CONCLUSIONS: The developed assay is highly sensitive and specific for detecting ricin and is not cross-reactive with other similar types of toxins. The assay can detect ricin in spiked plasma samples, so it has the potential to be used for the analysis of clinical samples after ricin poisoning.
METHODS: Ricin was purified from castor seeds. Anti-ricin polyclonal and monoclonal antibodies were generated from rabbit antisera and hybridoma cell (1H6F1) supernatant using a protein A/G column. Antibody titer estimation was done using Indirect ELISA. A streptavidin-biotin-based sandwich ELISA was developed and the limit of detection (LOD), linear range, intra and inter-assay coefficient of variation (CV), and cross-reactivity with other similar toxins were determined. Interference of human plasma samples spiked with ricin was also checked.
RESULTS: The LOD of the ELISA was found to be 0.45 ng/ml, with a linear range of 0.90-62 ng/ml, intra and inter-assay CV ranged from 3.34 % to 5 % and 5.17 % to 10.80 % respectively. The assay was not cross-reactive with other similar ribosome-inactivating protein (RIP) toxins. Ricin was detected in spiked plasma samples.

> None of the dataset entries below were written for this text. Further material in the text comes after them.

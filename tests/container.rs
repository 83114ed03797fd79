//! Container behaviour through the public API.

use std::sync::Arc;

use trellis::container::{
    Arguments, Concrete, Container, ContainerError, ContainerResult, Injectable, Parameter,
    TypeRegistry,
};

struct Config {
    dsn: String,
}

impl Injectable for Config {
    const TYPE_ID: &'static str = "Config";

    fn parameters() -> Vec<Parameter> {
        vec![Parameter::value("dsn", "sqlite::memory:")]
    }

    fn construct(args: &Arguments) -> ContainerResult<Self> {
        Ok(Self {
            dsn: args.value("dsn")?.as_str().unwrap_or_default().to_string(),
        })
    }
}

struct Database {
    config: Arc<Config>,
}

impl Injectable for Database {
    const TYPE_ID: &'static str = "Database";

    fn parameters() -> Vec<Parameter> {
        vec![Parameter::service("config", "Config")]
    }

    fn capabilities() -> &'static [&'static str] {
        &["DatabaseInterface"]
    }

    fn construct(args: &Arguments) -> ContainerResult<Self> {
        Ok(Self {
            config: args.service("config")?,
        })
    }
}

struct Chicken;

impl Injectable for Chicken {
    const TYPE_ID: &'static str = "Chicken";

    fn parameters() -> Vec<Parameter> {
        vec![Parameter::service("egg", "Egg")]
    }

    fn construct(_args: &Arguments) -> ContainerResult<Self> {
        Ok(Chicken)
    }
}

struct Egg;

impl Injectable for Egg {
    const TYPE_ID: &'static str = "Egg";

    fn parameters() -> Vec<Parameter> {
        vec![Parameter::service("chicken", "Chicken")]
    }

    fn construct(_args: &Arguments) -> ContainerResult<Self> {
        Ok(Egg)
    }
}

fn container() -> Container {
    let mut registry = TypeRegistry::new();
    registry
        .register::<Config>()
        .register::<Database>()
        .register::<Chicken>()
        .register::<Egg>()
        .declare_capability("DatabaseInterface");
    Container::new(registry)
}

#[test]
fn test_duplicate_registration_keeps_first_binding() {
    let mut container = container();
    container
        .register("DatabaseInterface", Some("Database".into()))
        .unwrap();

    let err = container
        .register("DatabaseInterface", Some("Database".into()))
        .unwrap_err();
    assert!(matches!(err, ContainerError::AlreadyRegistered(ref id) if id == "DatabaseInterface"));

    let db = container.get_as::<Database>("DatabaseInterface").unwrap();
    assert_eq!(db.config.dsn, "sqlite::memory:");
}

#[test]
fn test_circular_dependency_is_reported_and_nothing_cached() {
    let mut container = container();

    let err = container.get("Chicken").unwrap_err();
    assert!(matches!(err, ContainerError::CircularDependency(_)));
    assert!(err.to_string().contains("Circular dependency"));
    assert!(!container.is_resolved("Chicken"));
    assert!(!container.is_resolved("Egg"));

    // Unrelated services still resolve afterwards.
    assert!(container.get_as::<Database>("Database").is_ok());
}

#[test]
fn test_factory_overrides_autowiring() {
    let mut container = container();
    container
        .register(
            "Config",
            Some(Concrete::factory(|_| {
                Ok(Arc::new(Config {
                    dsn: "postgres://localhost/app".into(),
                }) as trellis::container::Service)
            })),
        )
        .unwrap();

    let db = container.get_as::<Database>("Database").unwrap();
    assert_eq!(db.config.dsn, "postgres://localhost/app");
}

#[test]
fn test_unknown_and_abstract_ids() {
    let mut container = container();
    assert!(!container.has("Cache"));
    assert!(matches!(container.get("Cache"), Err(ContainerError::Unresolved(_))));

    // Declared but unbound capabilities are not instantiable.
    assert!(!container.has("DatabaseInterface"));
    assert!(matches!(
        container.register("DatabaseInterface", None),
        Err(ContainerError::NotFound(_))
    ));
    assert!(matches!(
        container.register("DatabaseInterface", Some("Config".into())),
        Err(ContainerError::InvalidImplementation { .. })
    ));
}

CONCLUSIONS: The developed assay is highly sensitive and specific for detecting ricin and is not cross-reactive with other similar types of toxins. The assay can detect ricin in spiked plasma samples, so it has the potential to be used for the analysis of clinical samples after ricin poisoning.
摘要:
背景:蓖麻毒素是一种潜在的生物战剂。它是从蓖麻种子中分离出的植物毒素。目前尚无蓖麻毒素中毒的解毒剂,患者只能根据症状接受支持治疗。这突出了早期发现的重要性,以避免事故的严重性和减少危险因素。考虑到这一点,我们的研究旨在开发一种高灵敏度和特异性的夹心ELISA来检测蓖麻毒素。
方法:从蓖麻种子中纯化蓖麻毒素。使用蛋白A/G柱从兔抗血清和杂交瘤细胞(1H6F1)上清液中产生抗蓖麻毒素多克隆和单克隆抗体。使用间接ELISA进行抗体滴度估计。开发了基于链霉亲和素-生物素的夹心ELISA,线性范围,测定内和测定间变异系数(CV),并确定与其他类似毒素的交叉反应性。还检查了掺入蓖麻毒素的人血浆样品的干扰。
结果:发现ELISA的LOD为0.45ng/ml,线性范围为0.90-62ng/ml,测定内和测定间CV分别为3.34%至5%和5.17%至10.80%。该测定不与其他类似的核糖体失活蛋白(RIP)毒素交叉反应。在加标血浆样品中检测到蓖麻毒素。
结论:开发的检测方法对检测蓖麻毒素具有高度敏感性和特异性,并且与其他类似类型的毒素没有交叉反应。该测定法可以检测加标血浆样品中的蓖麻毒素,因此它有可能用于蓖麻毒素中毒后的临床样本分析。
方法:从蓖麻种子中纯化蓖麻毒素。使用蛋白A/G柱从兔抗血清和杂交瘤细胞(1H6F1)上清液中产生抗蓖麻毒素多克隆和单克隆抗体。使用间接ELISA进行抗体滴度估计。开发了基于链霉亲和素-生物素的夹心ELISA,线性范围,测定内和测定间变异系数(CV),并确定与其他类似毒素的交叉反应性。还检查了掺入蓖麻毒素的人血浆样品的干扰。
结果:发现ELISA的LOD为0.45ng/ml,线性范围为0.90-62ng/ml,测定内和测定间CV分别为3.34%至5%和5.17%至10.80%。该测定不与其他类似的核糖体失活蛋白(RIP)毒素交叉反应。在加标血浆样品中检测到蓖麻毒素。
结论:开发的检测方法对检测蓖麻毒素具有高度敏感性和特异性,并且与其他类似类型的毒素没有交叉反应。该测定法可以检测加标血浆样品中的蓖麻毒素,因此它有可能用于蓖麻毒素中毒后的临床样本分析。